§ DATA EXCERPTS:
Segment Open

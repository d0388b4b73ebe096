//! TLS configuration subsystem.
//!
//! # Data Flow
//! ```text
//! Settings
//!     → ciphers.rs (filter → restricted ring provider + protocol versions)
//!     → pem.rs (identity, trust anchors, CRLs)
//!     → verify.rs (role- and mode-specific certificate verifiers)
//!         → hostname.rs (SAN/CN matching when verify_hostname is set)
//!     → context.rs (TlsContext: Arc<ClientConfig> + optional Arc<ServerConfig>)
//!
//! After a handshake:
//!     rustls peer certificates → chain.rs (leaf-last CertificateChain)
//! ```

pub mod chain;
pub mod ciphers;
pub mod context;
pub mod hostname;
pub mod pem;
pub mod verify;

pub use chain::CertificateChain;
pub use ciphers::cipher_suites;
pub use context::{Role, TlsContext};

Segment Closed

§ YOUR INSTRUCTIONS: Your answer must be the full set of entries, copied exactly.

§ ANSWER TO THIS EXERCISE:
repository d0388b4b73ebe096
//! TLS configuration subsystem.
//!
//! # Data Flow
//! ```text
//! Settings
//!     → ciphers.rs (filter → restricted ring provider + protocol versions)
//!     → pem.rs (identity, trust anchors, CRLs)
//!     → verify.rs (role- and mode-specific certificate verifiers)
//!         → hostname.rs (SAN/CN matching when verify_hostname is set)
//!     → context.rs (TlsContext: Arc<ClientConfig> + optional Arc<ServerConfig>)
//!
//! After a handshake:
//!     rustls peer certificates → chain.rs (leaf-last CertificateChain)
//! ```

pub mod chain;
pub mod ciphers;
pub mod context;
pub mod hostname;
pub mod pem;
pub mod verify;

pub use chain::CertificateChain;
pub use ciphers::cipher_suites;
pub use context::{Role, TlsContext};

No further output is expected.